Один из них, колхозный животновод Алексей Викторович Ломака, так рассказывает про тот день.


«…В то время я еще был малец, мне шел одиннадцатый год. Помню я: пришли немцы, стали выгонять нас из хат. Немец отворил двери и сказал: „Выходите!“ Мы жили в хате две семьи, потому что наша хата сгорела, и мы жили у соседей. Вышли мы из хаты и видим, что тут уже вся деревня согнана. Подогнали нас, може, метров на пятьдесят, поставили всех в колонну. Не помню, сколько там человек в колонне было. Скомандовали нам всем стать на колени, и сзади пришла машина. И стали мы промеж собой говорить, что, може, жечь нас будут живых… А они нас стали фотографировать — с каким-то аппаратом стояла машина.

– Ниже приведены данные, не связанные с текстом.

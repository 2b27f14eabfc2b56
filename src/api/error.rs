use std::time::Duration;
use thiserror::Error;

use super::models::ErrorBody;

/// Everything that can go wrong between a key press and a rendered result
#[derive(Debug, Clone, PartialEq, Error)]
pub enum ApiError {
    /// Rejected locally, never sent to the backend
    #[error("{0}")]
    Validation(String),

    /// No response within the client-side limit
    #[error("Request Timeout: no response after {}", describe_duration(.0))]
    Timeout(Duration),

    /// Request never reached the backend (refused, DNS, TLS...)
    #[error("Connection Error: {0}")]
    Connection(String),

    /// Backend answered with a non-2xx status
    #[error("{}", server_summary(.status, .error, .details))]
    Server {
        status: u16,
        error: Option<String>,
        details: Option<String>,
    },

    /// Failure reported by the hosted checkout provider
    #[error("Payment provider error: {0}")]
    ExternalService(String),

    /// 2xx with a body we could not make sense of
    #[error("Invalid response: {0}")]
    InvalidResponse(String),
}

fn server_summary(status: &u16, error: &Option<String>, details: &Option<String>) -> String {
    match (error, details) {
        (Some(e), Some(d)) => format!("{}: {}", e, d),
        (Some(e), None) => e.to_string(),
        (None, Some(d)) => format!("Server Error ({}): {}", status, d),
        (None, None) => format!("Server Error ({})", status),
    }
}

/// "4 minutes", "90 seconds"
pub fn describe_duration(d: &Duration) -> String {
    let secs = d.as_secs();
    if secs >= 60 && secs % 60 == 0 {
        let mins = secs / 60;
        format!("{} minute{}", mins, if mins == 1 { "" } else { "s" })
    } else if secs > 0 {
        format!("{} second{}", secs, if secs == 1 { "" } else { "s" })
    } else {
        format!("{} ms", d.as_millis())
    }
}

impl ApiError {
    /// Build a server error from a status code and (possibly empty) body
    pub fn from_response(status: u16, reason: Option<&str>, body: &str) -> Self {
        let parsed: Option<ErrorBody> = serde_json::from_str(body).ok();
        match parsed {
            Some(body) if body.error.is_some() || body.details.is_some() => Self::Server {
                status,
                error: body.error,
                details: body.details,
            },
            _ => Self::Server {
                status,
                error: Some(format!("Server Error ({})", status)),
                details: Some(reason.unwrap_or("Unknown server error").to_string()),
            },
        }
    }

    /// Short label for the failure kind
    pub fn headline(&self) -> String {
        match self {
            Self::Validation(msg) => msg.clone(),
            Self::Timeout(_) => "Request Timeout".to_string(),
            Self::Connection(_) => "Connection Error".to_string(),
            Self::Server { status, error, .. } => error
                .clone()
                .unwrap_or_else(|| format!("Server Error ({})", status)),
            Self::ExternalService(_) => "Payment Provider Error".to_string(),
            Self::InvalidResponse(_) => "Invalid Response".to_string(),
        }
    }

    /// Human explanation, when there is one beyond the headline
    pub fn details(&self) -> Option<String> {
        match self {
            Self::Validation(_) => None,
            Self::Timeout(after) => Some(format!(
                "The search took longer than {}. If you have many eSIMs in your account, please try again or contact support.",
                describe_duration(after)
            )),
            Self::Connection(_) => Some(
                "Cannot connect to the backend server. Please check if the server is running.".to_string(),
            ),
            Self::Server { details, .. } => details.clone(),
            Self::ExternalService(msg) | Self::InvalidResponse(msg) => Some(msg.clone()),
        }
    }

    /// Message for views that lead with the server's `error` field
    pub fn error_first(&self, fallback: &str) -> String {
        match self {
            Self::Server { error, details, .. } => error
                .clone()
                .or_else(|| details.clone())
                .unwrap_or_else(|| fallback.to_string()),
            other => other.headline(),
        }
    }

    /// Message for views that lead with the server's `details` field
    pub fn details_first(&self, fallback: &str) -> String {
        match self {
            Self::Server { error, details, .. } => details
                .clone()
                .or_else(|| error.clone())
                .unwrap_or_else(|| fallback.to_string()),
            Self::Validation(msg) => msg.clone(),
            other => other.details().unwrap_or_else(|| fallback.to_string()),
        }
    }
}
use async_trait::async_trait;
use reqwest::{Client, RequestBuilder};
use serde::de::DeserializeOwned;
use std::time::Duration;

use super::error::ApiError;
use super::models::{DataEnvelope, OrderEnvelope, PackageList};
use super::*;

/// `EsimBackend` over HTTP/JSON
#[derive(Debug, Clone)]
pub struct HttpBackend {
    client: Client,
    base_url: String,
    /// The status check fans out to several slow provider APIs
    check_timeout: Duration,
    request_timeout: Duration,
}

impl HttpBackend {
    pub fn new(base_url: &str, check_timeout: Duration, request_timeout: Duration) -> ApiResult<Self> {
        let client = Client::builder()
            .user_agent(concat!("esimstatus/", env!("CARGO_PKG_VERSION")))
            .build()
            .map_err(|e| ApiError::Connection(format!("Could not build HTTP client: {}", e)))?;

        Ok(Self {
            client,
            base_url: base_url.trim_end_matches('/').to_string(),
            check_timeout,
            request_timeout,
        })
    }

    fn url(&self, path: &str) -> String {
        format!("{}{}", self.base_url, path)
    }

    /// Send a request and decode a 2xx JSON body, classifying every failure
    async fn send<T: DeserializeOwned>(&self, request: RequestBuilder, limit: Duration) -> ApiResult<T> {
        let response = request
            .timeout(limit)
            .send()
            .await
            .map_err(|e| classify(e, limit))?;

        let status = response.status();
        if !status.is_success() {
            let body = response.text().await.unwrap_or_default();
            tracing::warn!("Backend returned {}: {}", status, body);
            return Err(ApiError::from_response(
                status.as_u16(),
                status.canonical_reason(),
                &body,
            ));
        }

        let body = response.text().await.map_err(|e| classify(e, limit))?;
        serde_json::from_str(&body).map_err(|e| ApiError::InvalidResponse(e.to_string()))
    }

    async fn get<T: DeserializeOwned>(&self, path: &str) -> ApiResult<T> {
        tracing::debug!("GET {}", path);
        self.send(self.client.get(self.url(path)), self.request_timeout).await
    }

    async fn post<B: serde::Serialize + ?Sized, T: DeserializeOwned>(&self, path: &str, body: &B) -> ApiResult<T> {
        tracing::debug!("POST {}", path);
        self.send(self.client.post(self.url(path)).json(body), self.request_timeout)
            .await
    }
}

/// Split transport failures into timeout vs. connection problems
fn classify(err: reqwest::Error, limit: Duration) -> ApiError {
    if err.is_timeout() {
        ApiError::Timeout(limit)
    } else if err.is_decode() {
        ApiError::InvalidResponse(err.to_string())
    } else {
        ApiError::Connection(err.to_string())
    }
}

fn unwrap_data<T>(envelope: DataEnvelope<T>, what: &str) -> ApiResult<T> {
    envelope
        .data
        .ok_or_else(|| ApiError::InvalidResponse(format!("Missing {} in response", what)))
}

#[async_trait]
impl EsimBackend for HttpBackend {
    async fn check_esim(&self, iccid: &str) -> ApiResult<EsimRecord> {
        tracing::info!("Checking eSIM status for {}", iccid);
        let request = self
            .client
            .post(self.url(CHECK_ESIM))
            .json(&serde_json::json!({ "iccid": iccid }));
        self.send(request, self.check_timeout).await
    }

    async fn health(&self) -> ApiResult<serde_json::Value> {
        self.get(HEALTH).await
    }

    async fn stats(&self) -> ApiResult<serde_json::Value> {
        self.get(STATS).await
    }

    async fn renewal_packages(&self, provider: Option<&str>) -> ApiResult<Vec<PackageOffer>> {
        let mut request = self.client.get(self.url(RENEWAL_PACKAGES));
        if let Some(provider) = provider {
            request = request.query(&[("provider", provider)]);
        }
        let list: PackageList = self.send(request, self.request_timeout).await?;
        Ok(list.into())
    }

    async fn create_renewal(&self, request: &CreateRenewalRequest) -> ApiResult<CreateRenewalResponse> {
        tracing::info!(
            "Creating renewal order for {} ({} {})",
            request.iccid,
            request.amount,
            request.currency
        );
        self.post(RENEWAL_CREATE, request).await
    }

    async fn confirm_payment(&self, confirmation: &PaymentConfirmation) -> ApiResult<RenewalOrder> {
        let envelope: OrderEnvelope = self.post(RENEWAL_CONFIRM, confirmation).await?;
        Ok(envelope.into())
    }

    async fn renewal_order(&self, order_id: &str) -> ApiResult<RenewalOrder> {
        let envelope: OrderEnvelope = self.get(&renewal_order_path(order_id)).await?;
        Ok(envelope.into())
    }

    async fn send_email(&self, request: &SendEmailRequest) -> ApiResult<EmailReceipt> {
        self.post(EMAIL_SEND, request).await
    }

    async fn supported_currencies(&self) -> ApiResult<Vec<Currency>> {
        let envelope: DataEnvelope<Vec<Currency>> = self.get(CURRENCY_SUPPORTED).await?;
        Ok(envelope.data.unwrap_or_default())
    }

    async fn exchange_rate(&self, from: &str, to: &str) -> ApiResult<ExchangeRate> {
        let request = self
            .client
            .get(self.url(CURRENCY_RATE))
            .query(&[("from", from), ("to", to)]);
        let envelope: DataEnvelope<ExchangeRate> = self.send(request, self.request_timeout).await?;
        unwrap_data(envelope, "exchange rate")
    }

    async fn convert_currency(&self, amount: f64, from: &str, to: &str) -> ApiResult<CurrencyQuote> {
        let body = serde_json::json!({
            "amount": amount,
            "from_currency": from,
            "to_currency": to,
        });
        let envelope: DataEnvelope<CurrencyQuote> = self.post(CURRENCY_CONVERT, &body).await?;
        unwrap_data(envelope, "conversion")
    }
}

Сфотографировали они нас, подали команду встать, затем брали по двенадцать человек, отсчитывали по двенадцать человек, и на метров сорок или, може, пятьдесят отводят тех двенадцать человек и командуют ложиться в таком вот положении, под гору. (Показывает.) Из пулемета тогда шурует.

Я попал тогда как раз во вторую группу — двадцать четвертый человек. Я только помню, что я до тех пор был в памяти, пока скомандовали ложиться. Упал я — уже выстрелов не слыхал, как по нас лежачих стреляли. Може, и заснул. Что-то получилось.

Уже потом, когда всех порасстреляли, встал старый Василь Ломака и говорит:

— Хлопцы, кто остался живой, вставайте. Немцы уехали.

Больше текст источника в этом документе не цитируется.